Бачо испугался этих злых псов, похожих на крокодилов, но мама крепко держала его за руку. Они дождались, когда из ворот выехал лимузин хозяина. Дон Кальдерон соблаговолил опустить стекло задней дверцы, чтобы спросить:
— Чего тебе надо, женщина?
— Мой Энрике. Верните мне хотя бы его тело… — вымолвила она со слезами на глазах.
— Уходи прочь и уведи своего ублюдка! Не то я натравлю на него своих псов! Делаешь людям добро, а они норовят ограбить благодетеля! Если б его не подстрелили, он все равно бы провел за решеткой остатки дней за разбой! Пошла прочь!
Машина исчезла, сверкнув на солнце хромированными дисками и заботливой полировкой.

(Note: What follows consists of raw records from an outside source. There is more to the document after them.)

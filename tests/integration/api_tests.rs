//! API integration tests

use acervo_server::{api, config::AppConfig, repository::Ledger, AppState};
use axum::{
    body::{to_bytes, Body},
    http::{Method, Request, StatusCode},
    Router,
};
use serde_json::{json, Value};
use tower::ServiceExt;

/// Router over a freshly seeded ledger
fn app() -> Router {
    api::create_router(AppState::new(
        AppConfig::default(),
        Ledger::seeded().expect("Failed to seed ledger"),
    ))
}

/// Send a request, returning status and parsed JSON body
async fn send(
    app: &Router,
    method: Method,
    uri: &str,
    body: Option<Value>,
) -> (StatusCode, Value) {
    let builder = Request::builder().method(method).uri(uri);
    let request = match body {
        Some(body) => builder
            .header("content-type", "application/json")
            .body(Body::from(body.to_string()))
            .expect("Failed to build request"),
        None => builder.body(Body::empty()).expect("Failed to build request"),
    };

    let response = app
        .clone()
        .oneshot(request)
        .await
        .expect("Failed to send request");
    let status = response.status();
    let bytes = to_bytes(response.into_body(), usize::MAX)
        .await
        .expect("Failed to read body");
    let value = if bytes.is_empty() {
        Value::Null
    } else {
        serde_json::from_slice(&bytes).expect("Failed to parse response")
    };
    (status, value)
}

async fn copies_of(app: &Router, title_id: u64) -> Vec<Value> {
    let (_, body) = send(app, Method::GET, "/acervo", None).await;
    body.as_array()
        .expect("copy list")
        .iter()
        .filter(|c| c["idlivro"] == title_id)
        .cloned()
        .collect()
}

#[tokio::test]
async fn test_health_check() {
    let app = app();
    let (status, body) = send(&app, Method::GET, "/health", None).await;
    assert_eq!(status, StatusCode::OK);
    assert_eq!(body["status"], "healthy");
}

#[tokio::test]
async fn test_create_title_allocates_copies() {
    let app = app();
    let (status, body) = send(
        &app,
        Method::POST,
        "/livros/new",
        Some(json!({
            "nome": "Memórias Póstumas",
            "categoria": "romance",
            "tags": "realismo,classico",
            "quantidade_total": "3",
            "idbiblioteca": "0"
        })),
    )
    .await;

    assert_eq!(status, StatusCode::CREATED);
    assert_eq!(body["id"], 1);
    assert_eq!(body["tags"], json!(["realismo", "classico"]));
    assert_eq!(body["quantidade_total"], 3);

    let copies = copies_of(&app, 1).await;
    let ids: Vec<u64> = copies.iter().map(|c| c["id"].as_u64().unwrap()).collect();
    assert_eq!(ids, vec![10, 11, 12]);
    assert!(copies.iter().all(|c| c["idUsuario"] == -1 && c["idbiblioteca"] == 0));
}

#[tokio::test]
async fn test_create_title_missing_fields() {
    let app = app();
    let (status, body) = send(
        &app,
        Method::POST,
        "/livros/new",
        Some(json!({ "nome": "Sem tags", "categoria": "x", "quantidade_total": 1 })),
    )
    .await;

    assert_eq!(status, StatusCode::BAD_REQUEST);
    assert_eq!(body["error"], "BadValue");
    let (_, titles) = send(&app, Method::GET, "/livros", None).await;
    assert_eq!(titles.as_array().unwrap().len(), 1);
}

#[tokio::test]
async fn test_quantity_reconciliation_scenario() {
    let app = app();

    let (status, body) = send(
        &app,
        Method::PUT,
        "/livros/0",
        Some(json!({ "quantidade_total": 7 })),
    )
    .await;
    assert_eq!(status, StatusCode::OK);
    assert_eq!(body["quantidade_total"], 7);
    let ids: Vec<u64> = copies_of(&app, 0)
        .await
        .iter()
        .map(|c| c["id"].as_u64().unwrap())
        .collect();
    assert_eq!(ids, vec![3, 4, 5, 6, 7, 8, 9]);

    let (status, body) = send(
        &app,
        Method::PUT,
        "/livros/0",
        Some(json!({ "quantidade_total": 20 })),
    )
    .await;
    assert_eq!(status, StatusCode::OK);
    assert_eq!(body["quantidade_total"], 20);
    let copies = copies_of(&app, 0).await;
    assert_eq!(copies.len(), 20);
    assert!(copies.iter().all(|c| c["idbiblioteca"] == 0 && c["idUsuario"] == -1));
}

#[tokio::test]
async fn test_reduction_blocked_by_loans() {
    let app = app();
    for id in 0..9 {
        let (status, _) = send(
            &app,
            Method::PUT,
            &format!("/acervo/status/{}", id),
            Some(json!({ "idUsuario": 2 })),
        )
        .await;
        assert_eq!(status, StatusCode::OK);
    }

    let (status, body) = send(
        &app,
        Method::PUT,
        "/livros/0",
        Some(json!({ "nome": "outro nome", "quantidade_total": 8 })),
    )
    .await;
    assert_eq!(status, StatusCode::BAD_REQUEST);
    assert_eq!(body["error"], "NotEnoughCopies");

    let (_, title) = send(&app, Method::GET, "/livros/0", None).await;
    assert_eq!(title["nome"], "livro de romance");
    assert_eq!(title["quantidade_total"], 10);
    assert_eq!(title["tagsString"], "classico,finaltriste");
    assert_eq!(copies_of(&app, 0).await.len(), 10);
}

#[tokio::test]
async fn test_update_unknown_title() {
    let app = app();
    let (status, _) = send(
        &app,
        Method::PUT,
        "/livros/42",
        Some(json!({ "quantidade_total": 1 })),
    )
    .await;
    assert_eq!(status, StatusCode::NOT_FOUND);
}

#[tokio::test]
async fn test_delete_title_removes_copies() {
    let app = app();
    let (status, body) = send(&app, Method::DELETE, "/livros/0", None).await;
    assert_eq!(status, StatusCode::OK);
    assert_eq!(body["mensagem"], "Deletado");
    assert_eq!(body["livro"]["id"], 0);

    assert!(copies_of(&app, 0).await.is_empty());
    let (_, users) = send(&app, Method::GET, "/usuarios", None).await;
    assert_eq!(users.as_array().unwrap().len(), 3);
    let (_, libraries) = send(&app, Method::GET, "/bibliotecas", None).await;
    assert_eq!(libraries.as_array().unwrap().len(), 1);

    let (status, _) = send(&app, Method::DELETE, "/livros/0", None).await;
    assert_eq!(status, StatusCode::NOT_FOUND);
}

#[tokio::test]
async fn test_copy_ids_not_reused_across_deletes() {
    let app = app();
    let title = |name: &str| {
        json!({
            "nome": name,
            "categoria": "c",
            "tags": ["t"],
            "quantidade_total": 1,
            "idbiblioteca": 0
        })
    };

    let (_, first) = send(&app, Method::POST, "/livros/new", Some(title("um"))).await;
    let first_id = first["id"].as_u64().unwrap();
    let first_copy = copies_of(&app, first_id).await[0]["id"].clone();
    send(&app, Method::POST, "/livros/new", Some(title("dois"))).await;
    send(&app, Method::DELETE, &format!("/livros/{}", first_id), None).await;
    let (_, third) = send(&app, Method::POST, "/livros/new", Some(title("tres"))).await;

    let third_copy = copies_of(&app, third["id"].as_u64().unwrap()).await[0]["id"].clone();
    assert_ne!(third_copy, first_copy);
}

#[tokio::test]
async fn test_borrow_status_toggle() {
    let app = app();

    let (status, body) = send(
        &app,
        Method::PUT,
        "/acervo/status/5",
        Some(json!({ "idUsuario": "3" })),
    )
    .await;
    assert_eq!(status, StatusCode::OK);
    assert_eq!(body["idUsuario"], 3);

    let (_, listing) = send(&app, Method::GET, "/acervo", None).await;
    assert_eq!(listing[5]["status"], "Emprestado (User 3)");
    assert_eq!(listing[5]["nomeLivro"], "livro de romance");
    assert_eq!(listing[5]["cnpjBiblioteca"], "2y9167391693816");

    let (status, body) = send(
        &app,
        Method::PUT,
        "/acervo/status/5",
        Some(json!({ "idUsuario": -1 })),
    )
    .await;
    assert_eq!(status, StatusCode::OK);
    assert_eq!(body["idUsuario"], -1);
}

#[tokio::test]
async fn test_borrow_unknown_user_or_copy() {
    let app = app();
    let (status, body) = send(
        &app,
        Method::PUT,
        "/acervo/status/5",
        Some(json!({ "idUsuario": 99 })),
    )
    .await;
    assert_eq!(status, StatusCode::NOT_FOUND);
    assert_eq!(body["error"], "NoSuchUser");

    let (_, copy) = send(&app, Method::GET, "/acervo/5", None).await;
    assert_eq!(copy["item"]["idUsuario"], -1);
    assert_eq!(copy["itemName"], "livro de romance");

    let (status, _) = send(
        &app,
        Method::PUT,
        "/acervo/status/500",
        Some(json!({ "idUsuario": 1 })),
    )
    .await;
    assert_eq!(status, StatusCode::NOT_FOUND);
}

#[tokio::test]
async fn test_user_crud() {
    let app = app();

    let (status, created) = send(
        &app,
        Method::POST,
        "/usuarios",
        Some(json!({ "nome": "Pessoa4", "cpf": "321", "idade": 33, "nivel": 2 })),
    )
    .await;
    assert_eq!(status, StatusCode::CREATED);
    assert_eq!(created["id"], 4);

    let (status, updated) = send(
        &app,
        Method::PUT,
        "/usuarios/4",
        Some(json!({ "nome": "", "idade": 34 })),
    )
    .await;
    assert_eq!(status, StatusCode::OK);
    assert_eq!(updated["nome"], "Pessoa4");
    assert_eq!(updated["idade"], 34);

    let (_, listing) = send(&app, Method::GET, "/usuarios", None).await;
    assert_eq!(listing[3]["nivelLabel"], "Funcionário");

    let (status, body) = send(&app, Method::DELETE, "/usuarios/4", None).await;
    assert_eq!(status, StatusCode::OK);
    assert_eq!(body["mensagem"], "Deletado");

    let (status, _) = send(&app, Method::GET, "/usuarios/4", None).await;
    assert_eq!(status, StatusCode::NOT_FOUND);
    let (status, _) = send(&app, Method::PUT, "/usuarios/4", Some(json!({ "nome": "x" }))).await;
    assert_eq!(status, StatusCode::NOT_FOUND);
}

#[tokio::test]
async fn test_create_user_missing_fields() {
    let app = app();
    let (status, _) = send(
        &app,
        Method::POST,
        "/usuarios",
        Some(json!({ "nome": "Pessoa4", "cpf": "321", "nivel": 1 })),
    )
    .await;
    assert_eq!(status, StatusCode::BAD_REQUEST);
}

#[tokio::test]
async fn test_library_crud_without_cascade() {
    let app = app();

    let (status, created) = send(
        &app,
        Method::POST,
        "/bibliotecas",
        Some(json!({ "cnpj": "11.111.111/0001-11", "acervo": 80, "cep": "20000-000" })),
    )
    .await;
    assert_eq!(status, StatusCode::CREATED);
    assert_eq!(created["id"], 1);

    let (status, updated) = send(
        &app,
        Method::PUT,
        "/bibliotecas/1",
        Some(json!({ "cep": "", "acervo": "90" })),
    )
    .await;
    assert_eq!(status, StatusCode::OK);
    assert_eq!(updated["cep"], "20000-000");
    assert_eq!(updated["acervo"], 90);

    let (status, body) = send(&app, Method::DELETE, "/bibliotecas/0", None).await;
    assert_eq!(status, StatusCode::OK);
    assert_eq!(body["mensagem"], "Deletada");

    let copies = copies_of(&app, 0).await;
    assert_eq!(copies.len(), 10);
    assert!(copies.iter().all(|c| c["cnpjBiblioteca"] == "Desconhecido"));

    let (status, _) = send(&app, Method::DELETE, "/bibliotecas/0", None).await;
    assert_eq!(status, StatusCode::NOT_FOUND);
}

#[tokio::test]
async fn test_access_levels() {
    let app = app();
    let (status, body) = send(&app, Method::GET, "/niveis", None).await;
    assert_eq!(status, StatusCode::OK);
    assert_eq!(body[0], json!({ "id": 1, "nome": "Leitor/Cliente" }));
}

#[tokio::test]
async fn test_malformed_body_is_validation_error() {
    let app = app();
    let (status, body) = send(
        &app,
        Method::POST,
        "/livros/new",
        Some(json!({
            "nome": "Iracema",
            "categoria": "romance",
            "tags": ["indianismo"],
            "quantidade_total": "dez",
            "idbiblioteca": 0
        })),
    )
    .await;
    assert_eq!(status, StatusCode::BAD_REQUEST);
    assert_eq!(body["error"], "BadValue");
    assert_eq!(body["code"], 18);

    let (status, body) = send(
        &app,
        Method::PUT,
        "/livros/0",
        Some(json!({ "tags": 5 })),
    )
    .await;
    assert_eq!(status, StatusCode::BAD_REQUEST);
    assert_eq!(body["error"], "BadValue");

    let (status, _) = send(&app, Method::GET, "/livros", None).await;
    assert_eq!(status, StatusCode::OK);
    assert_eq!(copies_of(&app, 0).await.len(), 10);
}

#[tokio::test]
async fn test_oversized_quantity_rejected() {
    let app = app();
    let (status, body) = send(
        &app,
        Method::POST,
        "/livros/new",
        Some(json!({
            "nome": "Enciclopédia",
            "categoria": "referencia",
            "tags": ["volume"],
            "quantidade_total": 4294967295u64,
            "idbiblioteca": 0
        })),
    )
    .await;
    assert_eq!(status, StatusCode::BAD_REQUEST);
    assert_eq!(body["error"], "BadValue");

    let (status, _) = send(
        &app,
        Method::PUT,
        "/livros/0",
        Some(json!({ "quantidade_total": 4294967295u64 })),
    )
    .await;
    assert_eq!(status, StatusCode::BAD_REQUEST);

    let (_, titles) = send(&app, Method::GET, "/livros", None).await;
    assert_eq!(titles.as_array().map(Vec::len), Some(1));
    assert_eq!(copies_of(&app, 0).await.len(), 10);
}

#[tokio::test]
async fn test_status_of_unknown_copy_without_user_id() {
    let app = app();
    let (status, body) = send(&app, Method::PUT, "/acervo/status/999", Some(json!({}))).await;
    assert_eq!(status, StatusCode::NOT_FOUND);
    assert_eq!(body["error"], "NoSuchData");
}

Пыль от ее колес въелась во влажные глаза. Бачо тоже рыдал, глядя на мать. Он пока не понял, куда пропал его папа, не знал, почему мама все еще стоит у ворот, откуда лают злобные собаки с громадными челюстями. Мерседес простояла так, словно соляной столп, около часа. В глазах щипало от слез и пыли, но она не протирала их, с ужасом представляя, что эта пыль с дороги может быть прахом ее Энрике…
Им пришлось вернуться домой, в гетто, ни с чем. А наутро первые полосы газет уже пестрили заголовками с именем исчезнувшего папы Бачо. В одних заметках говорилось, что муж Мерседес вор. В других — что он наемный киллер, которого подослал в дом оппозиционного лидера кровожадный диктатор Чавес. Еще журналисты писали, что сострадательный даже к убийцам Диего Кальдерон решил похоронить злоумышленника за свой счет. Мерседес никогда бы не приняла подобной подачки от лжецов, которые не позволили ей проститься даже с телом любимого.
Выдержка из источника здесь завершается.